Recent awareness related to health concerns and environmental sustainability issues have led to changes in consumer preference toward plant-based proteins and the related market has been booming with growing investments and new plant-based alternatives. However, this relatively new market needs to make improvements in the quality of products (e.g., texture, flavor, and color) to match those of meat and cheese products. Specifically, forming an anisotropic structure to have similar textural properties has become one of the biggest challenges. To enable this, advanced and novel technologies (e.g., extrusion, shear-structuring, 3D printing, electrospinning, and freeze-structuring), as well as functional ingredients (e.g., binding/viscoelastic agents, crosslinkers), have been introduced to provide meat-like textures to analogue products.
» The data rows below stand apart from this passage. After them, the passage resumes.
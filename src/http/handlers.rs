//! Repository handlers.
//!
//! The `#[utoipa::path]` annotations on these handlers are the source of
//! the published OpenAPI description.

use axum::{extract::State, http::HeaderMap, Json};

use crate::http::request::{RepositoryId, RequestIdExt};
use crate::http::response::ApiError;
use crate::http::server::AppState;
use crate::store::Repository;

/// Get all repositories
///
/// Returns every repository in insertion order.
#[utoipa::path(
    get,
    path = "/repositories",
    tag = "repositories",
    responses(
        (status = 200, description = "A list of repositories", body = [Repository],
            example = json!([
                {"id": 1, "name": "awesome-project", "owner": "user1", "stars": 42},
                {"id": 2, "name": "cool-library", "owner": "user2", "stars": 105},
                {"id": 3, "name": "utility-tool", "owner": "user3", "stars": 27}
            ])
        )
    )
)]
pub async fn list_repositories(
    State(state): State<AppState>,
    headers: HeaderMap,
) -> Json<Vec<Repository>> {
    tracing::debug!(
        request_id = %headers.request_id(),
        count = state.store.len(),
        "Listing repositories"
    );
    Json(state.store.list_all().to_vec())
}

/// Get a repository by ID
///
/// Non-numeric identifiers are answered like unknown ones.
#[utoipa::path(
    get,
    path = "/repositories/{id}",
    tag = "repositories",
    params(
        ("id" = i64, Path, description = "Repository identifier", example = 1)
    ),
    responses(
        (status = 200, description = "A single repository", body = Repository,
            example = json!({"id": 1, "name": "awesome-project", "owner": "user1", "stars": 42})
        ),
        (status = 404, description = "Repository not found", body = String, content_type = "text/plain",
            example = json!("Repository not found")
        )
    )
)]
pub async fn get_repository(
    State(state): State<AppState>,
    headers: HeaderMap,
    RepositoryId(id): RepositoryId,
) -> Result<Json<Repository>, ApiError> {
    let repository = id.and_then(|id| state.store.find_by_id(id));

    match repository {
        Some(repository) => Ok(Json(repository.clone())),
        None => {
            tracing::debug!(
                request_id = %headers.request_id(),
                id = ?id,
                "Repository not found"
            );
            Err(ApiError::RepositoryNotFound)
        }
    }
}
Even though the texture-related problems of meat alternatives have been resolved to some extent with use of methylcellulose or wheat gluten, there is still a search for natural and chemically-free ingredients to align with a desire for “clean label” products. Here, we postulate that corn zein, and perhaps other similar viscoelastic plant proteins, can be used to provide the necessary textural properties to plant-based meat analogues instead of currently used ingredients. In this review, a comprehensive assessment of state-of-the-field processing techniques as well as functional ingredients (both already available and potential ones) necessary to provide the desired characteristics to plant-based protein products is given.